HKDR and the Hoorn Diabetes Care System cohort

HKDR has been briefly described above [19]. The Hoorn Diabetes Care System (DCS) cohort provides diabetes care to people with type 2 diabetes living in the West-Friesland region in the Netherlands [20]. Medical assessment is performed during patients’ annual visit to the DCS research centre and individuals are invited to participate in the DCS research. We replicated the association of the identified metabolomic biomarkers with incident CVD in HKDR and the DCS cohort; the predictive value of biomarkers for CVD was also assessed in HKDR. A detailed description of the two cohorts and baseline characteristics across the three cohorts are available in electronic supplementary material (ESM) Methods and Results and ESM Tables 13.

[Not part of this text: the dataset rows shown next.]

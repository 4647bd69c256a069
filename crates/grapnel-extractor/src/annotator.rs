//! Concurrent chunked inference orchestration
//!
//! Passes run sequentially; chunks within a pass fan out to a bounded worker
//! pool. Provider calls are blocking and run on dedicated blocking threads;
//! tokenization, normalization, alignment, and merging stay on the
//! submitting task. Results are buffered by chunk index, so the output is
//! deterministic no matter how workers interleave.

use crate::aligner::Aligner;
use crate::chunker::{Chunk, Chunker};
use crate::config::ExtractConfig;
use crate::error::ExtractError;
use crate::merger::PassMerger;
use crate::normalizer::{FormatNormalizer, RawExtraction};
use crate::prompt::{PromptBuilder, PARSE_RETRY_REMINDER};
use crate::tokenizer::{TokenSpan, Tokenizer};
use grapnel_domain::{
    AnnotatedDocument, ChunkWarning, Document, Extraction, InferenceError, InferenceOptions,
    LanguageModel,
};
use rand::Rng;
use std::collections::BTreeMap;
use std::sync::Arc;
use std::time::Duration;
use tokio::sync::Semaphore;
use tokio::task::JoinSet;
use tokio::time::timeout;
use tracing::{debug, info, warn};

const BACKOFF_BASE: Duration = Duration::from_millis(250);
const BACKOFF_JITTER: f64 = 0.2;

/// Extractions per chunk plus degradation notes for one pass
struct PassOutcome {
    chunk_extractions: Vec<Vec<Extraction>>,
    warnings: Vec<ChunkWarning>,
}

/// Orchestrates chunked inference for documents
pub struct Annotator<L: LanguageModel + 'static> {
    model: Arc<L>,
    prompt_builder: PromptBuilder,
    normalizer: FormatNormalizer,
    aligner: Aligner,
    tokenizer: Tokenizer,
    chunker: Chunker,
    config: ExtractConfig,
    options: InferenceOptions,
}

impl<L: LanguageModel + 'static> Annotator<L> {
    /// Create an annotator around a shared model
    pub fn new(
        model: Arc<L>,
        prompt_builder: PromptBuilder,
        config: ExtractConfig,
        options: InferenceOptions,
    ) -> Self {
        Self {
            aligner: Aligner::new(&config),
            normalizer: FormatNormalizer::new("extractions", config.attribute_suffix.clone()),
            chunker: Chunker::new(config.max_char_buffer),
            tokenizer: Tokenizer::new(),
            prompt_builder,
            model,
            config,
            options,
        }
    }

    /// Annotate a batch of documents, preserving input order
    pub async fn annotate_batch(
        &self,
        documents: &[Document],
    ) -> Result<Vec<AnnotatedDocument>, ExtractError> {
        let mut annotated = Vec::with_capacity(documents.len());
        for document in documents {
            annotated.push(self.annotate(document).await?);
        }
        Ok(annotated)
    }

    /// Annotate one document
    pub async fn annotate(&self, document: &Document) -> Result<AnnotatedDocument, ExtractError> {
        let tokens = self.tokenizer.tokenize(&document.text);
        let chunks = self.chunker.chunk(document, &tokens);

        debug!(
            document_id = %document.id,
            tokens = tokens.len(),
            chunks = chunks.len(),
            passes = self.config.extraction_passes,
            "starting annotation"
        );

        let mut per_pass: Vec<Vec<Vec<Extraction>>> = Vec::new();
        let mut warnings = Vec::new();
        for pass in 0..self.config.extraction_passes {
            let outcome = self.run_pass(pass, document, &tokens, &chunks).await?;
            per_pass.push(outcome.chunk_extractions);
            warnings.extend(outcome.warnings);
        }

        let mut extractions = Vec::new();
        for chunk_index in 0..chunks.len() {
            let lists: Vec<Vec<Extraction>> = per_pass
                .iter()
                .map(|pass| pass[chunk_index].clone())
                .collect();
            extractions.extend(PassMerger::merge(lists));
        }

        // Document order: by grounded interval; unaligned records trail in
        // emission order (stable sort)
        extractions.sort_by_key(|e| match e.char_interval {
            Some(interval) => (interval.start, interval.end),
            None => (u32::MAX, u32::MAX),
        });

        info!(
            document_id = %document.id,
            extractions = extractions.len(),
            warnings = warnings.len(),
            "annotation complete"
        );

        Ok(AnnotatedDocument {
            document_id: document.id.clone(),
            text: document.text.clone(),
            extractions,
            warnings,
        })
    }

    /// Run one full pass over all chunks
    async fn run_pass(
        &self,
        pass: u32,
        document: &Document,
        tokens: &[TokenSpan],
        chunks: &[Chunk],
    ) -> Result<PassOutcome, ExtractError> {
        let prompts: Vec<String> = chunks
            .iter()
            .map(|chunk| {
                let context = self.trailing_context(document, chunks, chunk.chunk_index);
                self.prompt_builder
                    .build(&chunk.prompt_text(&document.text), context.as_deref())
            })
            .collect();

        let jobs: Vec<(usize, String)> = prompts.iter().cloned().enumerate().collect();
        let responses = self.fan_out(jobs).await?;

        let mut raws: BTreeMap<usize, Vec<RawExtraction>> = BTreeMap::new();
        let mut warnings = Vec::new();
        let mut parse_retries: Vec<(usize, String)> = Vec::new();

        for (chunk_index, outcome) in responses {
            match outcome {
                Ok(text) => match self.normalizer.normalize(&text) {
                    Ok(list) => {
                        raws.insert(chunk_index, list);
                    }
                    Err(err) => {
                        debug!(chunk_index, error = %err, "unparseable output, re-asking once");
                        parse_retries.push((
                            chunk_index,
                            format!("{}\n\n{}", prompts[chunk_index], PARSE_RETRY_REMINDER),
                        ));
                    }
                },
                Err(err) => {
                    warn!(chunk_index, error = %err, "chunk degraded to empty after retries");
                    warnings.push(ChunkWarning {
                        pass,
                        chunk_index,
                        message: format!("inference failed after retries: {}", err),
                    });
                    raws.insert(chunk_index, Vec::new());
                }
            }
        }

        if !parse_retries.is_empty() {
            let retry_responses = self.fan_out(parse_retries).await?;
            for (chunk_index, outcome) in retry_responses {
                let failure = match outcome {
                    Ok(text) => match self.normalizer.normalize(&text) {
                        Ok(list) => {
                            raws.insert(chunk_index, list);
                            continue;
                        }
                        Err(err) => format!("unparseable output after reminder: {}", err),
                    },
                    Err(err) => format!("inference failed on parse retry: {}", err),
                };
                warn!(chunk_index, %failure, "chunk degraded to empty");
                warnings.push(ChunkWarning {
                    pass,
                    chunk_index,
                    message: failure,
                });
                raws.insert(chunk_index, Vec::new());
            }
        }

        let chunk_extractions = chunks
            .iter()
            .map(|chunk| {
                let list = raws.remove(&chunk.chunk_index).unwrap_or_default();
                let source =
                    &tokens[chunk.token_interval.start as usize..chunk.token_interval.end as usize];
                self.aligner.align(list, source)
            })
            .collect();

        Ok(PassOutcome {
            chunk_extractions,
            warnings,
        })
    }

    /// Fan chunk prompts out to the bounded worker pool
    ///
    /// Inner errors are retriable failures that exhausted their budget; a
    /// non-retriable provider error aborts the whole run, and dropping the
    /// join set cancels the remaining in-flight tasks.
    async fn fan_out(
        &self,
        jobs: Vec<(usize, String)>,
    ) -> Result<BTreeMap<usize, Result<String, InferenceError>>, ExtractError> {
        let semaphore = Arc::new(Semaphore::new(self.config.max_workers));
        let mut join_set = JoinSet::new();

        for (chunk_index, prompt) in jobs {
            let semaphore = Arc::clone(&semaphore);
            let model = Arc::clone(&self.model);
            let options = self.options.clone();
            let max_retries = self.config.max_retries;
            let request_timeout = self.config.request_timeout();
            join_set.spawn(async move {
                let _permit = match semaphore.acquire_owned().await {
                    Ok(permit) => permit,
                    Err(_) => {
                        return (
                            chunk_index,
                            Err(InferenceError::Runtime("worker pool closed".to_string())),
                        )
                    }
                };
                let result =
                    infer_with_retry(model, prompt, options, max_retries, request_timeout).await;
                (chunk_index, result)
            });
        }

        let mut results = BTreeMap::new();
        while let Some(joined) = join_set.join_next().await {
            let (chunk_index, result) = joined.map_err(|e| ExtractError::InferenceRuntime {
                attempts: 0,
                original: InferenceError::Runtime(format!("worker task failed: {}", e)),
            })?;
            match result {
                Err(err) if !err.is_retriable() => {
                    return Err(ExtractError::InferenceConfig(err));
                }
                other => {
                    results.insert(chunk_index, other);
                }
            }
        }
        Ok(results)
    }

    /// Tail of the previous chunk, injected as prompt context
    fn trailing_context(
        &self,
        document: &Document,
        chunks: &[Chunk],
        chunk_index: usize,
    ) -> Option<String> {
        if self.config.context_window_chars == 0 || chunk_index == 0 {
            return None;
        }
        let view = chunks[chunk_index - 1].text_view(&document.text);
        let chars: Vec<char> = view.chars().collect();
        let start = chars.len().saturating_sub(self.config.context_window_chars);
        Some(chars[start..].iter().collect())
    }
}

/// One chunk's inference with timeout, retry, and jittered backoff
async fn infer_with_retry<L: LanguageModel + 'static>(
    model: Arc<L>,
    prompt: String,
    options: InferenceOptions,
    max_retries: u32,
    request_timeout: Duration,
) -> Result<String, InferenceError> {
    let mut attempt = 0u32;
    loop {
        let call_model = Arc::clone(&model);
        let call_prompt = prompt.clone();
        let call_options = options.clone();
        let call =
            tokio::task::spawn_blocking(move || call_model.infer(&[call_prompt], &call_options));

        let outcome = match timeout(request_timeout, call).await {
            Err(_) => Err(InferenceError::Runtime(format!(
                "request timed out after {:?}",
                request_timeout
            ))),
            Ok(Err(join_err)) => Err(InferenceError::Runtime(format!(
                "inference worker failed: {}",
                join_err
            ))),
            Ok(Ok(Ok(mut texts))) => {
                if texts.is_empty() {
                    Err(InferenceError::Output(
                        "provider returned an empty batch".to_string(),
                    ))
                } else {
                    Ok(texts.remove(0))
                }
            }
            Ok(Ok(Err(err))) => Err(err),
        };

        match outcome {
            Ok(text) => return Ok(text),
            Err(err) if err.is_retriable() && attempt < max_retries => {
                let delay = backoff_delay(attempt);
                warn!(
                    attempt = attempt + 1,
                    max_retries,
                    delay_ms = delay.as_millis() as u64,
                    error = %err,
                    "inference attempt failed, backing off"
                );
                tokio::time::sleep(delay).await;
                attempt += 1;
            }
            Err(err) => return Err(err),
        }
    }
}

/// Exponential backoff from 250 ms, jittered ±20%
fn backoff_delay(attempt: u32) -> Duration {
    let base = BACKOFF_BASE * 2u32.saturating_pow(attempt);
    let jitter = 1.0 - BACKOFF_JITTER + rand::thread_rng().gen::<f64>() * (2.0 * BACKOFF_JITTER);
    base.mul_f64(jitter)
}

Demographic and laboratory measurements

During recruitment, demographic data, medication and medical history were documented via face-to-face interview based on standardised questionnaires. Sex was determined as per self-reported by study participants. BP was measured in both arms after ≥5 min sitting and the mean value was used for analysis. BMI was calculated as weight in kilograms divided by height in metres squared. Blood samples after at least 8 h overnight fasting were measured for HbA1c, serum creatinine and lipid profile with certificated routine assays at local laboratories. Albumin was quantified in a random spot urine sample using immunoturbidimetry [22, 23]. Serum creatinine was measured by Jaffe’s kinetic method [22, 23] and eGFR calculated using the Chronic Kidney Disease Epidemiology Collaboration (CKD-EPI) equation.

Metabolomic profiling

Metabolomic profiles in fasting sera stored (−80°C, fresh from any freeze–thaw cycles) at PWH were quantified using targeted high-throughput NMR spectroscopy (Nightingale Health, Helsinki, Finland). A total of 170 metabolites were quantified simultaneously, including: absolute concentrations of lipoproteins and lipid contents within 14 lipoprotein subclasses, conventional lipids and low-molecular-weight metabolites (LMWMs), including amino acids, ketone bodies, glycolysis-related metabolites and glycoprotein acetyls (GlycA) as well as ratios of fatty acids to total fatty acids. The NMR platform has been extensively applied in large-scale epidemiological studies [18, 25, 26] and experimental details have been published [27]. Measures (phenylalanine, fatty acids, lipid traits, ApoA-1, ApoB, creatinine and albumin) were correlated between NMR and MS or clinical biochemistry [18, 25] and the median CV (IQR) was 5.0% (2.7–6.7%) [25].

Among the 2000 participants profiled from HKDB, 1991 participants were included in the analysis, after excluding two samples failing quality control and seven non-type 2 diabetes participants (ESM Fig. 1). Among the included samples, we assessed the measures compared with clinical biochemistry, including total cholesterol, HDL-cholesterol (HDL-C), LDL-C, triglycerides, fasting glucose and serum creatinine and the Pearson’s correlation coefficients ranged from 0.80 to 0.98 (ESM Fig. 2). ESM Table 4 summarises the measurement quality and distribution of each metabolite among the samples. No measures had ≥20% missing values and were all included in the analysis; zero values, indicating below the detection limit, were imputed with half of the minimum in each measurement.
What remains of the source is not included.